Казалось, она вот-вот упадет в обморок, и я уже приготовился ее подхватить, хотя сам чувствовал себя не лучше. Покачнувшись, хозяйка повернула ко мне свое искаженное ужасом лицо.
— Мистер Миллиган! — прохрипела она, потом перевела дух и уже вполне нормальным голосом добавила: — Это мистер Миллиган. Так вот где он столько лет скрывался! А я и не замечала! — И рухнула на пол…
Лицо второго человека было обращено к комнате — он как раз пытался вытолкнуть лодку на берег. Ошибиться было невозможно…
Спустя полчаса я уже отправлял каблограмму в Пекин: «В лодке двое».
* * *
Развязка наступила три дня спустя, когда я решил устроить «шедевру» миссис Босток, временно хранившемуся у меня, настоящую экспертизу и пригласил к себе нескольких специалистов, каждый из которых был весьма известным в своей области человеком. Разумеется, в течение тех трех дней, пока рисунок висел у меня в спальне, я неоднократно подвергал его самому тщательному визуальному исследованию, но странно: всякий раз, когда вглядывался в лицо и фигуру Миллигана, какой-то потусторонний холодок пробегал по моему телу, а волосы, словно подхваченные этим призрачным сквозняком, вдруг сами собой вставали дыбом.

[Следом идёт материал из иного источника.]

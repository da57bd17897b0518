use chrono::{DateTime, Utc};
use serde::{Deserialize, Serialize};
use sqlx::FromRow;
use utoipa::ToSchema;
use uuid::Uuid;

use crate::models::pagination::Pagination;
use crate::models::user::UserSummary;

pub const DEFAULT_EMOJI: &str = "📊";

#[derive(Debug, Clone, Serialize, Deserialize, ToSchema, FromRow)]
pub struct Project {
    pub id: Uuid,
    pub workspace_id: Uuid,
    pub name: String,
    pub emoji: String,
    pub description: Option<String>,
    pub created_by: Uuid,
    pub created_at: DateTime<Utc>,
    pub updated_at: DateTime<Utc>,
}

pub const PROJECT_COLUMNS: &str = "id, workspace_id, name, emoji, description, created_by, created_at, updated_at";

#[derive(Debug, Clone, Serialize, ToSchema)]
pub struct ProjectListItem {
    #[serde(flatten)]
    pub project: Project,
    pub creator: UserSummary,
}

#[derive(Debug, Clone, FromRow)]
pub struct DbProjectListItem {
    pub id: Uuid,
    pub workspace_id: Uuid,
    pub name: String,
    pub emoji: String,
    pub description: Option<String>,
    pub created_by: Uuid,
    pub created_at: DateTime<Utc>,
    pub updated_at: DateTime<Utc>,
    pub creator_name: String,
    pub creator_profile_picture: Option<String>,
}

impl From<DbProjectListItem> for ProjectListItem {
    fn from(value: DbProjectListItem) -> Self {
        ProjectListItem {
            creator: UserSummary {
                id: value.created_by,
                name: value.creator_name,
                profile_picture: value.creator_profile_picture,
            },
            project: Project {
                id: value.id,
                workspace_id: value.workspace_id,
                name: value.name,
                emoji: value.emoji,
                description: value.description,
                created_by: value.created_by,
                created_at: value.created_at,
                updated_at: value.updated_at,
            },
        }
    }
}

#[derive(Debug, Serialize, ToSchema)]
pub struct ProjectPage {
    pub projects: Vec<ProjectListItem>,
    pub pagination: Pagination,
}

/// Embedded in task listings.
#[derive(Debug, Clone, Serialize, Deserialize, ToSchema)]
pub struct ProjectSummary {
    pub id: Uuid,
    pub name: String,
    pub emoji: String,
}

#[derive(Debug, Deserialize, ToSchema)]
pub struct ProjectCreateRequest {
    #[schema(example = "Website Redesign")]
    pub name: String,
    #[schema(example = "🚀")]
    pub emoji: Option<String>,
    #[schema(example = "Refresh the marketing site.")]
    pub description: Option<String>,
}

/// Partial update, same rules as the workspace update: missing fields keep
/// their value, an empty `description` clears it, an empty `name` is rejected.
#[derive(Debug, Default, Deserialize, ToSchema)]
pub struct ProjectUpdateRequest {
    pub name: Option<String>,
    pub emoji: Option<String>,
    pub description: Option<String>,
}
use axum::http::StatusCode;
use axum::response::{IntoResponse, Response};
use axum::Json;
use serde::Serialize;

pub type AppResult<T> = Result<T, AppError>;

const GENERIC_FAILURE: &str = "internal server error";

#[derive(thiserror::Error, Debug)]
pub enum AppError {
    #[error("unauthorized: {0}")]
    Unauthorized(String),
    #[error("not found: {0}")]
    NotFound(String),
    #[error("bad request: {0}")]
    BadRequest(String),
    #[error("validation error: {0}")]
    Validation(String),
    #[error("configuration error: {0}")]
    Configuration(String),
    #[error("token error: {0}")]
    Token(String),
    #[error("database error")]
    Database(#[from] sqlx::Error),
    #[error("internal server error: {0}")]
    Internal(String),
}

impl AppError {
    pub fn unauthorized(message: impl Into<String>) -> Self {
        Self::Unauthorized(message.into())
    }

    pub fn not_found(message: impl Into<String>) -> Self {
        Self::NotFound(message.into())
    }

    pub fn bad_request(message: impl Into<String>) -> Self {
        Self::BadRequest(message.into())
    }

    pub fn validation(message: impl Into<String>) -> Self {
        Self::Validation(message.into())
    }

    pub fn configuration(message: impl Into<String>) -> Self {
        Self::Configuration(message.into())
    }

    pub fn token(err: impl Into<String>) -> Self {
        Self::Token(err.into())
    }

    pub fn internal(message: impl Into<String>) -> Self {
        Self::Internal(message.into())
    }

    /// Stable machine-readable kind, shared by the HTTP body and the logs.
    pub fn kind(&self) -> &'static str {
        match self {
            AppError::Unauthorized(_) => "unauthorized",
            AppError::NotFound(_) => "not_found",
            AppError::BadRequest(_) => "bad_request",
            AppError::Validation(_) => "validation",
            AppError::Configuration(_) => "configuration",
            AppError::Token(_) => "token",
            AppError::Database(_) => "database",
            AppError::Internal(_) => "internal",
        }
    }

    pub fn status(&self) -> StatusCode {
        match self {
            AppError::Unauthorized(_) => StatusCode::UNAUTHORIZED,
            AppError::NotFound(_) => StatusCode::NOT_FOUND,
            AppError::BadRequest(_) => StatusCode::BAD_REQUEST,
            AppError::Validation(_) => StatusCode::BAD_REQUEST,
            AppError::Configuration(_) => StatusCode::INTERNAL_SERVER_ERROR,
            AppError::Token(_) => StatusCode::UNAUTHORIZED,
            AppError::Database(_) => StatusCode::INTERNAL_SERVER_ERROR,
            AppError::Internal(_) => StatusCode::INTERNAL_SERVER_ERROR,
        }
    }

    /// Message safe to hand to a client. Infrastructure failures collapse to a
    /// generic string; their detail only goes to the log.
    pub fn public_message(&self) -> String {
        match self {
            AppError::Database(_) | AppError::Internal(_) | AppError::Configuration(_) => {
                GENERIC_FAILURE.to_string()
            }
            AppError::Unauthorized(msg)
            | AppError::NotFound(msg)
            | AppError::BadRequest(msg)
            | AppError::Validation(msg)
            | AppError::Token(msg) => msg.clone(),
        }
    }
}

#[derive(Serialize)]
struct ErrorResponse {
    error: String,
    message: String,
}

impl IntoResponse for AppError {
    fn into_response(self) -> Response {
        let status = self.status();

        if status.is_server_error() {
            tracing::error!(kind = self.kind(), error = ?self, "request failed");
        }

        let payload = ErrorResponse {
            error: self.kind().to_string(),
            message: self.public_message(),
        };

        (status, Json(payload)).into_response()
    }
}

impl From<anyhow::Error> for AppError {
    fn from(value: anyhow::Error) -> Self {
        Self::Internal(value.to_string())
    }
}

#[cfg(test)]
mod tests {
    use super::*;

    #[test]
    fn infrastructure_errors_do_not_leak_detail() {
        let err = AppError::internal("member row 42 points at a missing role");
        assert_eq!(err.public_message(), GENERIC_FAILURE);
        assert_eq!(err.status(), StatusCode::INTERNAL_SERVER_ERROR);

        let err = AppError::Database(sqlx::Error::RowNotFound);
        assert_eq!(err.public_message(), GENERIC_FAILURE);
        assert_eq!(err.kind(), "database");
    }

    #[test]
    fn domain_errors_keep_their_message() {
        let err = AppError::bad_request("You are not the owner of this workspace");
        assert_eq!(err.public_message(), "You are not the owner of this workspace");
        assert_eq!(err.status(), StatusCode::BAD_REQUEST);

        let err = AppError::unauthorized("You're not a member of this workspace");
        assert_eq!(err.kind(), "unauthorized");
        assert_eq!(err.status(), StatusCode::UNAUTHORIZED);
    }
}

Когда, вернувшись в тот день домой, я направлялся к лифту, ко мне подошел консьерж и, вручая только что полученную каблограмму, сообщил, что в квартире меня уже ожидают гости.
Действительно, поднявшись к себе, я обнаружил сидевших в гостиной экспертов — химика, торговца произведениями искусства и медика, занимавшегося вопросами паранормальных явлений.
Ожидая меня, они уже успели познакомиться, так что я, извинившись за опоздание, сразу принес из спальни рисунок и положил перед ними на столик.
По окончании экспертизы я намеревался рассказать им ту загадочную историю, которая была связана с китайским «шедевром»; кроме того, мне хотелось задержать медика и потолковать с ним с глазу на глаз…
Когда мои гости молча склонились над рисунком, я не выдержал искушения и тоже взглянул на него поверх их плеч: в лодке сидел только один человек — китаец. Повернувшись спиной к комнате, он неторопливо греб, не возмущая взмахами своих весел безукоризненно глянцевой поверхности озера…
Первым высказался торговец: повертев рисунок в руках, он безапелляционно заявил, что красная цена «этой безделицы» шиллинг; химик вообще не произнес ни слова, а медик вдруг резко обернулся и, как-то странно взглянув на меня, сказал, что я делаю ему больно.
Тут только я пришел в себя и, недоуменно опустив глаза, увидел, что в прострации судорожно вцепился в плечо медика… В гостиной повисло гробовое молчание — выждав пару минут, эксперты дружно поднялись и, кивнув на прощание, двинулись к дверям; задерживать медика я не стал…
Оставшись один, я вспомнил о каблограмме и вскрыл ее — содержание депеши меня сейчас не интересовало, просто, чтобы стряхнуть наконец наваждение, мне надо было на чем-то сосредоточиться. Каблограмма была послана из Пекина одним из знакомых Миллигана: «Вчера от сердечного приступа скоропостижно скончался Миллиган».